Previous organising had already established a substantial degree of autonomy within the big compounds. Alongside this, tactics used to subvert pass laws allowed significant mobilisation within these compounds. Police responded with mass raids, where all workers were searched systematically and wide arrests were made.[7]
In March & June, Katutura, Windhoek was raided by police and a checkpoint was established at it's only entrance where workers were forced to show valid passes, disrupting pass evasion. Five months later on the night of November 11th, workers raided the checkpoint and offices, destroying them. Police responded with another large raid four days later.[7]
In June, the International Court of Justice ruled that South Africa's ongoing occupation of Namibia was illegal, which was used to encourage anti-colonial actions within the territory.[5]

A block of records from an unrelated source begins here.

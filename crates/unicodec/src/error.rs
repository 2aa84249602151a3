//! Error types for the transcoding operations.
//!
//! Each failure domain gets its own enum so a caller can match on exactly
//! the conditions the operation it invoked can produce. The surrogate
//! cases are shared between the encode paths and the UTF-16 decoder and
//! nest via `#[from]`. Every error carries the position at which it was
//! detected.

use thiserror::Error;

/// An unpaired surrogate in a code-unit sequence.
///
/// Produced when encoding any code-unit sequence, and when re-validating
/// the sequence reconstructed by a UTF-16 decode.
#[derive(Error, Debug, Clone, Copy, PartialEq, Eq)]
pub enum SurrogateError {
    /// A high surrogate not immediately followed by a low surrogate.
    #[error("high surrogate at index {index} not followed by a low surrogate")]
    UnpairedHigh {
        /// Position of the high surrogate in the code-unit sequence.
        index: usize,
    },
    /// A low surrogate not immediately preceded by a high surrogate.
    #[error("low surrogate at index {index} not preceded by a high surrogate")]
    UnpairedLow {
        /// Position of the low surrogate in the code-unit sequence.
        index: usize,
    },
}

/// Failure decoding a UTF-8 byte sequence.
#[derive(Error, Debug, Clone, Copy, PartialEq, Eq)]
pub enum Utf8DecodeError {
    /// Malformed byte structure: a continuation byte where a leading byte
    /// is expected, a leading byte outside the 1–4 byte forms, a
    /// continuation byte whose top two bits are not `10`, or a sequence
    /// cut short by the end of the input.
    #[error("invalid UTF-8 sequence at byte {offset}")]
    Invalid {
        /// Byte position at which the violation was detected.
        offset: usize,
    },
    /// A code point encoded with more bytes than the minimum its value
    /// requires.
    #[error("overlong UTF-8 encoding at byte {offset}")]
    Overlong {
        /// Byte position of the sequence's leading byte.
        offset: usize,
    },
    /// A well-formed sequence whose value lands in the surrogate band
    /// U+D800..=U+DFFF.
    #[error("surrogate code point U+{value:04X} encoded at byte {offset}")]
    SurrogateCodepoint {
        /// The decoded surrogate value.
        value: u32,
        /// Byte position of the sequence's leading byte.
        offset: usize,
    },
    /// A well-formed sequence whose value exceeds U+10FFFF.
    #[error("code point 0x{value:X} at byte {offset} exceeds U+10FFFF")]
    OutOfRange {
        /// The decoded out-of-range value.
        value: u32,
        /// Byte position of the sequence's leading byte.
        offset: usize,
    },
}

/// Failure decoding a UTF-16 byte sequence.
#[derive(Error, Debug, Clone, Copy, PartialEq, Eq)]
pub enum Utf16DecodeError {
    /// The input cannot frame into 16-bit units.
    #[error("byte count {len} is not a multiple of two")]
    OddByteCount {
        /// Length of the input in bytes.
        len: usize,
    },
    /// The reconstructed code-unit sequence contains an unpaired
    /// surrogate.
    #[error(transparent)]
    Surrogate(#[from] SurrogateError),
}

/// Failure decoding a UTF-32 byte sequence.
#[derive(Error, Debug, Clone, Copy, PartialEq, Eq)]
pub enum Utf32DecodeError {
    /// The input cannot frame into 32-bit units.
    #[error("byte count {len} is not a multiple of four")]
    ByteCountNotMultipleOfFour {
        /// Length of the input in bytes.
        len: usize,
    },
    /// The byte that must be zero in every unit (the most significant
    /// byte) is non-zero.
    #[error("invalid UTF-32 unit at byte {offset}: most significant byte is not zero")]
    Invalid {
        /// Byte position of the unit's first byte.
        offset: usize,
    },
    /// A unit whose value lands in the surrogate band U+D800..=U+DFFF.
    #[error("surrogate code point U+{value:04X} encoded at byte {offset}")]
    SurrogateCodepoint {
        /// The decoded surrogate value.
        value: u32,
        /// Byte position of the unit's first byte.
        offset: usize,
    },
    /// A unit whose value exceeds U+10FFFF.
    #[error("code point 0x{value:X} at byte {offset} exceeds U+10FFFF")]
    OutOfRange {
        /// The decoded out-of-range value.
        value: u32,
        /// Byte position of the unit's first byte.
        offset: usize,
    },
}

/// Failure decoding Base64 text.
#[derive(Error, Debug, Clone, Copy, PartialEq, Eq)]
pub enum Base64DecodeError {
    /// The input cannot frame into four-character groups.
    #[error("input length {len} is not a multiple of four")]
    InvalidLength {
        /// Length of the input in bytes.
        len: usize,
    },
    /// A character outside the alphabet and `=`.
    #[error("illegal character 0x{byte:02X} at offset {offset}")]
    IllegalCharacter {
        /// The offending input byte.
        byte: u8,
        /// Its position in the input.
        offset: usize,
    },
    /// `=` in the first or second position of a group, before further
    /// data, or anywhere outside the final group.
    #[error("misplaced padding at offset {offset}")]
    MisplacedPadding {
        /// Position of the violation in the input.
        offset: usize,
    },
}
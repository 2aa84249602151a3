//! Conversions between UTF-16 code-unit text and its binary encodings.
//!
//! The native text representation here is a sequence of 16-bit code units,
//! the in-memory form used by UTF-16-based string types. This crate
//! converts such sequences to and from UTF-8, UTF-16 (big or little
//! endian) and UTF-32 (big or little endian) byte sequences, and converts
//! arbitrary byte sequences to and from Base64 text.
//!
//! Every operation is a pure, synchronous transformation of one in-memory
//! buffer into another; there is no streaming, no I/O and no shared state.
//! Decoding is strict: overlong UTF-8 forms, surrogate code points in
//! UTF-8/UTF-32 data, code points above U+10FFFF and structurally
//! impossible byte counts are all rejected with distinct error values.
//! Unpaired surrogates are rejected on both sides: when encoding a
//! code-unit sequence and when a decode reconstructs one.
//!
//! ```rust
//! use unicodec::{Endianness, utf8, utf16};
//!
//! let units: Vec<u16> = "𝌆".encode_utf16().collect();
//! assert_eq!(units, [0xD834, 0xDF06]);
//!
//! let bytes = utf8::encode(&units)?;
//! assert_eq!(bytes, [0xF0, 0x9D, 0x8C, 0x86]);
//! assert_eq!(utf8::decode(&bytes)?, units);
//!
//! let be = utf16::encode(&units, Endianness::Big)?;
//! assert_eq!(be, [0xD8, 0x34, 0xDF, 0x06]);
//! # Ok::<(), Box<dyn core::error::Error>>(())
//! ```

#![no_std]
extern crate alloc;

#[cfg(test)]
extern crate std;

pub mod base64;
pub mod codepoint;
mod endian;
mod error;
pub mod utf16;
pub mod utf32;
pub mod utf8;


pub use endian::Endianness;
pub use error::{
    Base64DecodeError, SurrogateError, Utf8DecodeError, Utf16DecodeError, Utf32DecodeError,
};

By early November, labour organising had enough ground to organise more openly. Organisers at Walvis Bay called a mass meeting attended by the majority of contract workers in the compound. During this meeting a deadline was established for the start of the strike, with letters & information sent out to other compounds. It was decided there that mass meetings would be held on Sunday, December 12th at both Walvis Bay & Windhoek, and that the strike would start the following week. With the information reaching Windhoek on December 5th.[7]
Given the pass system, workers planned to return to the Ovamboland reserve for the span of the strike. This was in part a response to the statements of Jan de Wet, the Commissioner General for Ovamboland, made earlier on when the government became aware of a potential strike. He claimed contract labour was not slavery since workers signed the contracts. In reality the economic conditions within the reserves in conjunction with the pass system often forced signing them as a means of survival.[7] Special taxation of those in the reserves by the South African government also worsened this, which some claim was by design.[1]

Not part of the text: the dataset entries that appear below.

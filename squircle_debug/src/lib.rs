// Copyright 2026 the Squircle Authors
// SPDX-License-Identifier: Apache-2.0 OR MIT

//! Recording, pretty-printing, and Chrome trace export for squircle
//! diagnostics.
//!
//! This crate provides [`TraceSink`](squircle_core::trace::TraceSink)
//! implementations for watching a clip controller during development:
//!
//! - [`pretty::PrettyPrintSink`]: one human-readable line per event.
//! - [`recorder::RecorderSink`]: compact binary recording, read back with
//!   [`recorder::decode`].
//! - [`chrome::export`]: writes Chrome Trace Event Format JSON from recorded
//!   bytes.

pub mod chrome;
pub mod pretty;
pub mod recorder;

#[cfg(test)]
mod tests {
    use std::cell::RefCell;
    use std::io::{self, Write};
    use std::rc::Rc;

    use kurbo::Size;
    use squircle_core::backend::ClipHost;
    use squircle_core::controller::{BindingId, ClipController};
    use squircle_core::path::CornerParams;
    use squircle_core::style::ClipStyle;

    use crate::pretty::PrettyPrintSink;

    #[derive(Clone, Default)]
    struct SharedBuf(Rc<RefCell<Vec<u8>>>);

    impl Write for SharedBuf {
        fn write(&mut self, buf: &[u8]) -> io::Result<usize> {
            self.0.borrow_mut().extend_from_slice(buf);
            Ok(buf.len())
        }

        fn flush(&mut self) -> io::Result<()> {
            Ok(())
        }
    }

    /// Targets are their own sizes.
    struct SizeHost;

    impl ClipHost for SizeHost {
        type Target = Size;
        type Subscription = ();

        fn measure(&self, target: &Size) -> Size {
            *target
        }

        fn observe(&mut self, _target: &Size, _binding: BindingId) {}

        fn disconnect(&mut self, _subscription: ()) {}

        fn apply(&mut self, _target: &Size, _style: &ClipStyle) {}
    }

    #[test]
    fn controller_lifecycle_pretty_prints() {
        let buf = SharedBuf::default();
        let mut controller = ClipController::new(SizeHost, CornerParams::new(20.0));
        controller.set_trace_sink(Box::new(PrettyPrintSink::with_writer(buf.clone())));

        let first = controller.attach(Size::new(200.0, 100.0));
        controller.attach(Size::ZERO);
        assert!(!controller.notify_resize(first));
        drop(controller);

        let output = String::from_utf8(buf.0.borrow().clone()).unwrap();
        let tags: Vec<_> = output
            .lines()
            .map(|line| line.split(' ').next().unwrap_or_default())
            .collect();
        assert_eq!(
            tags,
            [
                "[attach]",
                "[recompute]",
                "[detach]",
                "[attach]",
                "[recompute]",
                "[stale]",
                "[detach]",
            ]
        );
        assert!(output.contains("extent=26.336 points=74 clip"), "got: {output}");
        assert!(output.contains("reason=replaced"), "got: {output}");
        assert!(output.ends_with("reason=teardown\n"), "got: {output}");
    }
}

In a letter written on November 28, as a culmination of the earlier mass meeting, workers at Windhoek wrote in response[7]:
...He said we ourselves want to be on contract because we come to work. We must talk about ending the system. We in Walvis Bay discussed it. We wrote a letter to the government of Ovamboland and to SWANLA. We will not come back. We will leave Walvis Bay and the contract, and will stay at home as the Boer J. de Wet said.
In response to the earlier November meeting, police arrested 14 organisers at Walvis Bay. The meeting also revealed some of the leadership and the timing of the strike to the South African government. Which likely played a role in the mitigated success of the strike in Walvis Bay compared to Windhoek.[7]
On December 12th[7][1] during the planned mass meeting at Walvis Bay (which also occurred at Windhoek) the South African government led a strike opposition meeting with pro-government speakers & Bantustan officials. This action however backfired due to the militant response of workers, with Bishop Auala, the influential head figure of ELOK, being persuaded to endorse the strike during it.
Course of the strike
The strike started on the December 13th in Windhoek and the 14th in Walvis Bay, both large workers compounds.[7][1]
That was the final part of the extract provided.